At these words, as if some beneficent and invisible djinn had escaped from his bottle, a spirit of strange sweetness seemed to fill the room. Strength forsook the body of Es-siddeeh.

"Come hither," she murmured.

So Es-siddeeh went to her and bowed down with his face to the floor.

Then the Princess took him very gently in her arms and, raising his head, placed one hand beneath his locks and the other over his eyes, and so kissed him.

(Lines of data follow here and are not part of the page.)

// Wireline: Routing and Reliable Transport Cores
// Copyright (C) 2024  The Wireline Developers
//
// This program is free software; you can redistribute it and/or modify
// it under the terms of the GNU General Public License as published by
// the Free Software Foundation; either version 2 of the License, or
// (at your option) any later version.
//
// This program is distributed in the hope that it will be useful,
// but WITHOUT ANY WARRANTY; without even the implied warranty of
// MERCHANTABILITY or FITNESS FOR A PARTICULAR PURPOSE.  See the
// GNU General Public License for more details.
//
// You should have received a copy of the GNU General Public License along
// with this program; if not, write to the Free Software Foundation, Inc.,
// 51 Franklin Street, Fifth Floor, Boston, MA 02110-1301 USA.

use crate::rtp::packet::{RtpPacket, HEADER_LEN};
use crate::rtp::receiver::ReorderBuffer;

#[test]
fn packets_survive_an_encode_decode_round_trip() {
    let packets = vec![
        RtpPacket::Start { seq: 0 },
        RtpPacket::Ack { seq: 17 },
        RtpPacket::Data { seq: 3, payload: b"hello".to_vec() },
        RtpPacket::Data { seq: 4, payload: Vec::new() },
        RtpPacket::End { seq: 9 },
    ];
    for packet in packets {
        let datagram = packet.encode();
        assert_eq!(RtpPacket::decode(&datagram), Some(packet));
    }
}

#[test]
fn header_layout_is_big_endian() {
    let datagram = RtpPacket::Data { seq: 258, payload: b"x".to_vec() }.encode();
    assert_eq!(&datagram[0..4], &[0, 0, 0, 2]); // DATA
    assert_eq!(&datagram[4..8], &[0, 0, 1, 2]); // seq 258
    assert_eq!(&datagram[8..12], &[0, 0, 0, 1]); // one payload byte
    assert_eq!(datagram.len(), HEADER_LEN + 1);
}

#[test]
fn a_flipped_payload_bit_is_detected() {
    let mut datagram = RtpPacket::Data { seq: 1, payload: b"payload".to_vec() }.encode();
    datagram[HEADER_LEN] ^= 0x01;
    assert_eq!(RtpPacket::decode(&datagram), None);
}

#[test]
fn a_flipped_header_bit_is_detected() {
    let mut datagram = RtpPacket::Ack { seq: 1 }.encode();
    datagram[5] ^= 0x80;
    assert_eq!(RtpPacket::decode(&datagram), None);
}

#[test]
fn truncated_datagrams_are_corrupt() {
    let datagram = RtpPacket::Data { seq: 1, payload: b"payload".to_vec() }.encode();
    // shorter than a header
    assert_eq!(RtpPacket::decode(&datagram[..HEADER_LEN - 1]), None);
    // the declared length reaches past the datagram
    assert_eq!(RtpPacket::decode(&datagram[..datagram.len() - 2]), None);
}

#[test]
fn unknown_packet_types_are_corrupt() {
    let mut datagram = RtpPacket::Ack { seq: 1 }.encode();
    datagram[3] = 9;
    // fixing up the checksum does not help
    let mut scratch = datagram.clone();
    scratch[12..HEADER_LEN].fill(0);
    let mut hasher = crc32fast::Hasher::new();
    hasher.update(&scratch);
    datagram[12..HEADER_LEN].copy_from_slice(&hasher.finalize().to_be_bytes());
    assert_eq!(RtpPacket::decode(&datagram), None);
}

#[test]
fn trailing_garbage_beyond_the_declared_length_is_ignored() {
    let mut datagram = RtpPacket::Data { seq: 2, payload: b"abc".to_vec() }.encode();
    datagram.extend_from_slice(b"zzzz");
    assert_eq!(
        RtpPacket::decode(&datagram),
        Some(RtpPacket::Data { seq: 2, payload: b"abc".to_vec() })
    );
}

fn data(seq: u32) -> RtpPacket {
    // a one-byte payload derived from the sequence number, so deliveries
    // can be checked for order
    RtpPacket::Data { seq, payload: vec![b'a' + (seq as u8) - 1] }
}

#[test]
fn buffer_admits_only_within_the_window() {
    let mut buffer = ReorderBuffer::new(2, 1);
    buffer.admit(data(3)); // beyond next + window
    assert_eq!(buffer.len(), 0);
    buffer.admit(data(2));
    assert_eq!(buffer.len(), 1);
    buffer.admit(data(2)); // duplicate
    assert_eq!(buffer.len(), 1);
    assert!(buffer.pop_ready().is_none()); // 2 is not ready while 1 is missing
    buffer.admit(data(1));
    assert_eq!(buffer.pop_ready(), Some(data(1)));
}

#[test]
fn exactly_once_delivery_under_duplication() {
    // six one-byte packets with a duplicate of seq 3 injected, window 2
    let mut buffer = ReorderBuffer::new(2, 1);
    let mut delivered = Vec::new();
    for seq in [1u32, 2, 3, 3, 4, 5, 6] {
        buffer.admit(data(seq));
        while let Some(ready) = buffer.pop_ready() {
            if ready.seq() == buffer.next_seq() {
                buffer.advance();
                if let RtpPacket::Data { payload, .. } = &ready {
                    delivered.extend_from_slice(payload);
                }
            }
        }
        assert!(buffer.len() <= 2);
    }
    assert_eq!(delivered, b"abcdef");
}

#[test]
fn out_of_order_arrival_is_reassembled() {
    let mut buffer = ReorderBuffer::new(4, 1);
    let mut delivered = Vec::new();
    for seq in [2u32, 4, 1, 3, 6, 5] {
        buffer.admit(data(seq));
        while let Some(ready) = buffer.pop_ready() {
            if ready.seq() == buffer.next_seq() {
                buffer.advance();
                if let RtpPacket::Data { payload, .. } = &ready {
                    delivered.extend_from_slice(payload);
                }
            }
        }
        assert!(buffer.len() <= 4);
    }
    assert_eq!(delivered, b"abcdef");
}

#[test]
fn late_duplicates_below_the_window_pop_immediately() {
    let mut buffer = ReorderBuffer::new(2, 1);
    buffer.admit(data(1));
    assert_eq!(buffer.pop_ready(), Some(data(1)));
    buffer.advance();

    // the acknowledgement for 1 was lost and the sender resent it; the
    // duplicate is admitted and pops right away, so it can be re-acked
    buffer.admit(data(1));
    assert_eq!(buffer.pop_ready(), Some(data(1)));
    assert_eq!(buffer.next_seq(), 2);
    assert_eq!(buffer.len(), 0);
}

Now when Es-siddeeh felt the touch of her hands, cool as water lilies upon him; smelled the delicate smell of her bosom, more mysterious than any perfume of the mages; tasted her mouth's nectar, more precious than the combed honey of the blessed in Paradise, then indeed he knew there to be such a seal coldly pressed upon his heart that the stamp of it would not be erased all the days of his life.

"Ah, merciless," said he, "thou hast indeed not spared me. Now must I inevitably return."

"It was for that reason I gave it thee," she said.

II.

He hurried home. He sold all his belongings.